• Data entries:
┄┄┄┄┄┄┄┄┄┄
// =============================================================================
// Report mode: historical indicator table
// =============================================================================
//
// Fetches daily (or other interval) bars from a historical provider, computes
// RSI(14), VWAP, MFI(14), ROC(9) and ADX(14), and logs the most recent rows.
// =============================================================================

use anyhow::{Context, Result};
use chrono::{DateTime, NaiveDate, Utc};
use serde::Serialize;
use tracing::info;

use crate::indicators::{adx::adx, mfi::mfi, roc::roc, rsi::rsi, vwap::vwap};
use crate::market_data::{Bar, MarketDataProvider};

const RSI_LENGTH: usize = 14;
const MFI_LENGTH: usize = 14;
const ROC_LENGTH: usize = 9;
const ADX_LENGTH: usize = 14;

/// Rows logged at the end of a report.
const TAIL_ROWS: usize = 5;

#[derive(Debug, Clone, PartialEq, Eq)]
pub struct ReportArgs {
    pub symbol: String,
    pub interval: String,
    pub start: NaiveDate,
}

impl Default for ReportArgs {
    fn default() -> Self {
        Self {
            symbol: "AAPL".to_string(),
            interval: "1d".to_string(),
            start: NaiveDate::from_ymd_opt(2023, 1, 1).unwrap_or_default(),
        }
    }
}

impl ReportArgs {
    /// Positional `[SYMBOL] [INTERVAL] [START]`, each optional.
    pub fn from_args<I>(args: I) -> Result<Self>
    where
        I: IntoIterator<Item = String>,
    {
        let mut out = Self::default();
        let mut args = args.into_iter();

        if let Some(symbol) = args.next() {
            out.symbol = symbol.trim().to_uppercase();
        }
        if let Some(interval) = args.next() {
            out.interval = interval;
        }
        if let Some(start) = args.next() {
            out.start = NaiveDate::parse_from_str(&start, "%Y-%m-%d")
                .with_context(|| format!("invalid start date {start:?}, expected YYYY-MM-DD"))?;
        }
        Ok(out)
    }
}

/// One bar with every indicator value aligned to it.
#[derive(Debug, Clone, PartialEq, Serialize)]
pub struct ReportRow {
    pub timestamp: DateTime<Utc>,
    pub close: f64,
    pub rsi: Option<f64>,
    pub vwap: Option<f64>,
    pub mfi: Option<f64>,
    pub roc: Option<f64>,
    pub adx: Option<f64>,
}

pub fn build_rows(bars: &[Bar]) -> Result<Vec<ReportRow>> {
    let closes: Vec<f64> = bars.iter().map(|b| b.close).collect();

    let rsi = rsi(&closes, RSI_LENGTH)?;
    let vwap = vwap(bars)?;
    let mfi = mfi(bars, MFI_LENGTH)?;
    let roc = roc(&closes, ROC_LENGTH)?;
    let adx = adx(bars, ADX_LENGTH)?;

    Ok(bars
        .iter()
        .enumerate()
        .map(|(i, bar)| ReportRow {
            timestamp: bar.timestamp,
            close: bar.close,
            rsi: rsi[i],
            vwap: vwap[i],
            mfi: mfi[i],
            roc: roc[i],
            adx: adx[i],
        })
        .collect())
}

pub async fn run(provider: &dyn MarketDataProvider, args: &ReportArgs) -> Result<Vec<ReportRow>> {
    info!(
        symbol = %args.symbol,
        interval = %args.interval,
        start = %args.start,
        "fetching historical bars"
    );

    let bars = provider
        .fetch_ohlcv(&args.symbol, &args.interval, Some(args.start), None)
        .await?;
    info!(symbol = %args.symbol, bars = bars.len(), "bars received");

    let rows = build_rows(&bars)
        .with_context(|| format!("not enough history for {} to compute the report", args.symbol))?;

    let skip = rows.len().saturating_sub(TAIL_ROWS);
    for row in &rows[skip..] {
        info!(
            timestamp = %row.timestamp,
            close = row.close,
            rsi = ?row.rsi,
            vwap = ?row.vwap,
            mfi = ?row.mfi,
            roc = ?row.roc,
            adx = ?row.adx,
            "{}",
            args.symbol
        );
    }

    Ok(rows)
}

#[cfg(test)]
mod tests {
    use async_trait::async_trait;

    use super::*;
    use crate::indicators::test_support::bars;
    use crate::market_data::provider::ProviderError;

    fn history(n: usize) -> Vec<Bar> {
        let rows: Vec<(f64, f64, f64, f64)> = (0..n)
            .map(|i| {
                let c = 100.0 + (i as f64 * 0.7).sin() * 5.0 + i as f64 * 0.2;
                (c + 1.0, c - 1.0, c, 1_000.0 + (i % 7) as f64 * 50.0)
            })
            .collect();
        bars(&rows)
    }

    struct StaticProvider(Vec<Bar>);

    #[async_trait]
    impl MarketDataProvider for StaticProvider {
        async fn fetch_ohlcv(
            &self,
            symbol: &str,
            _interval: &str,
            _start: Option<NaiveDate>,
            _end: Option<NaiveDate>,
        ) -> Result<Vec<Bar>, ProviderError> {
            if self.0.is_empty() {
                return Err(ProviderError::NoData {
                    symbol: symbol.to_string(),
                });
            }
            Ok(self.0.clone())
        }
    }

    #[test]
    fn default_args() {
        let args = ReportArgs::from_args(Vec::new()).unwrap();
        assert_eq!(args.symbol, "AAPL");
        assert_eq!(args.interval, "1d");
        assert_eq!(args.start, NaiveDate::from_ymd_opt(2023, 1, 1).unwrap());
    }

    #[test]
    fn positional_args_override_defaults() {
        let args =
            ReportArgs::from_args(["msft", "1h", "2024-02-01"].map(String::from)).unwrap();
        assert_eq!(args.symbol, "MSFT");
        assert_eq!(args.interval, "1h");
        assert_eq!(args.start, NaiveDate::from_ymd_opt(2024, 2, 1).unwrap());
    }

    #[test]
    fn bad_start_date_is_rejected() {
        assert!(ReportArgs::from_args(["AAPL", "1d", "01/02/2024"].map(String::from)).is_err());
    }

    #[test]
    fn rows_align_with_bars() {
        let bars = history(40);
        let rows = build_rows(&bars).unwrap();
        assert_eq!(rows.len(), 40);

        // Warm-up boundaries.
        assert!(rows[13].rsi.is_none() && rows[14].rsi.is_some());
        assert!(rows[8].roc.is_none() && rows[9].roc.is_some());
        assert!(rows[26].adx.is_none() && rows[27].adx.is_some());
        assert!(rows[0].vwap.is_some());

        let last = rows.last().unwrap();
        assert_eq!(last.close, bars[39].close);
        assert!(last.mfi.unwrap() >= 0.0 && last.mfi.unwrap() <= 100.0);
    }

    #[test]
    fn short_history_is_an_error() {
        assert!(build_rows(&history(20)).is_err());
    }

    #[tokio::test]
    async fn run_returns_full_table() {
        let provider = StaticProvider(history(30));
        let rows = run(&provider, &ReportArgs::default()).await.unwrap();
        assert_eq!(rows.len(), 30);
    }

    #[tokio::test]
    async fn provider_failure_propagates() {
        let provider = StaticProvider(Vec::new());
        let err = run(&provider, &ReportArgs::default()).await.unwrap_err();
        assert_eq!(err.to_string(), "no data returned for AAPL");
    }
}
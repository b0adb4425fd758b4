// =============================================================================
// Money Flow Index (MFI)
// =============================================================================
//
// A volume-weighted RSI:
//   1. tp_t  = (high + low + close) / 3,  raw money flow rmf_t = tp_t * volume_t
//   2. rmf_t counts as positive flow when tp_t > tp_{t-1}, negative flow when
//      tp_t < tp_{t-1}, and as neither when unchanged.
//   3. ratio = sum(positive, length) / sum(negative, length)
//   4. MFI   = 100 - 100 / (1 + ratio)
//
// The first bar has no predecessor so it carries no flow; the first defined
// value is at index `length`.  A window with no negative flow saturates at 100.
// =============================================================================

use super::{check_len, check_period, rolling_sum, saturating_oscillator, typical_price, Result, Series};
use crate::market_data::Bar;

const NAME: &str = "mfi";

pub fn mfi(bars: &[Bar], length: usize) -> Result<Series> {
    check_period(NAME, length)?;
    check_len(NAME, length + 1, bars.len())?;

    let tp: Vec<f64> = bars.iter().map(typical_price).collect();

    let mut positive = vec![0.0; bars.len()];
    let mut negative = vec![0.0; bars.len()];
    for i in 1..bars.len() {
        let flow = tp[i] * bars[i].volume;
        if tp[i] > tp[i - 1] {
            positive[i] = flow;
        } else if tp[i] < tp[i - 1] {
            negative[i] = flow;
        }
    }

    let pos_sum = rolling_sum(&positive, length, 1);
    let neg_sum = rolling_sum(&negative, length, 1);

    Ok(pos_sum
        .into_iter()
        .zip(neg_sum)
        .map(|(p, n)| Some(saturating_oscillator(p?, n?)))
        .collect())
}

#[cfg(test)]
mod tests {
    use super::*;
    use crate::indicators::test_support::{assert_close, bars};
    use crate::indicators::IndicatorError;

    fn flat(n: usize) -> Vec<Bar> {
        bars(&vec![(101.0, 99.0, 100.0, 10.0); n])
    }

    #[test]
    fn mfi_insufficient_data() {
        assert_eq!(
            mfi(&flat(14), 14),
            Err(IndicatorError::InsufficientData {
                indicator: "mfi",
                required: 15,
                available: 14
            })
        );
    }

    #[test]
    fn mfi_warm_up_is_none() {
        let series = mfi(&flat(20), 5).unwrap();
        assert_eq!(series.len(), 20);
        assert!(series[..5].iter().all(Option::is_none));
        assert!(series[5..].iter().all(Option::is_some));
    }

    #[test]
    fn mfi_flat_market_saturates() {
        for v in mfi(&flat(20), 5).unwrap().into_iter().flatten() {
            assert_eq!(v, 100.0);
        }
    }

    #[test]
    fn mfi_known_values() {
        // tp: 10, 12, 11, 13 ; volume 1, 2, 3, 4
        // flows: -, +24, -33, +52
        let input = bars(&[
            (10.0, 10.0, 10.0, 1.0),
            (12.0, 12.0, 12.0, 2.0),
            (11.0, 11.0, 11.0, 3.0),
            (13.0, 13.0, 13.0, 4.0),
        ]);
        let series = mfi(&input, 2).unwrap();
        assert_eq!(series[..2], [None, None]);
        // window {1, 2}: ratio 24 / 33
        assert_close(series[2], 100.0 - 100.0 / (1.0 + 24.0 / 33.0));
        // window {2, 3}: ratio 52 / 33
        assert_close(series[3], 100.0 - 100.0 / (1.0 + 52.0 / 33.0));
    }

    #[test]
    fn mfi_falling_market_is_zero() {
        let rows: Vec<_> = (0..20)
            .map(|i| {
                let p = 200.0 - f64::from(i);
                (p + 1.0, p - 1.0, p, 50.0)
            })
            .collect();
        for v in mfi(&bars(&rows), 14).unwrap().into_iter().flatten() {
            assert_eq!(v, 0.0);
        }
    }

    #[test]
    fn mfi_result_range() {
        let rows: Vec<_> = (0..60)
            .map(|i| {
                let p = 50.0 + (f64::from(i) * 0.4).sin() * 5.0;
                (p + 1.0, p - 1.0, p, 10.0 + f64::from(i % 7))
            })
            .collect();
        for v in mfi(&bars(&rows), 14).unwrap().into_iter().flatten() {
            assert!((0.0..=100.0).contains(&v), "MFI {v} out of range");
        }
    }
}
┄┄┄┄┄┄┄┄┄┄
• EXERCISE PROMPT: With the line containing "(p + 1.0, p - 1.0, p, 50.0)" as the first and the last line of the data as the final one, copy every line between them exactly, those two included.

• RESULT FOR THIS TASK:
                (p + 1.0, p - 1.0, p, 50.0)
            })
            .collect();
        for v in mfi(&bars(&rows), 14).unwrap().into_iter().flatten() {
            assert_eq!(v, 0.0);
        }
    }

    #[test]
    fn mfi_result_range() {
        let rows: Vec<_> = (0..60)
            .map(|i| {
                let p = 50.0 + (f64::from(i) * 0.4).sin() * 5.0;
                (p + 1.0, p - 1.0, p, 10.0 + f64::from(i % 7))
            })
            .collect();
        for v in mfi(&bars(&rows), 14).unwrap().into_iter().flatten() {
            assert!((0.0..=100.0).contains(&v), "MFI {v} out of range");
        }
    }
}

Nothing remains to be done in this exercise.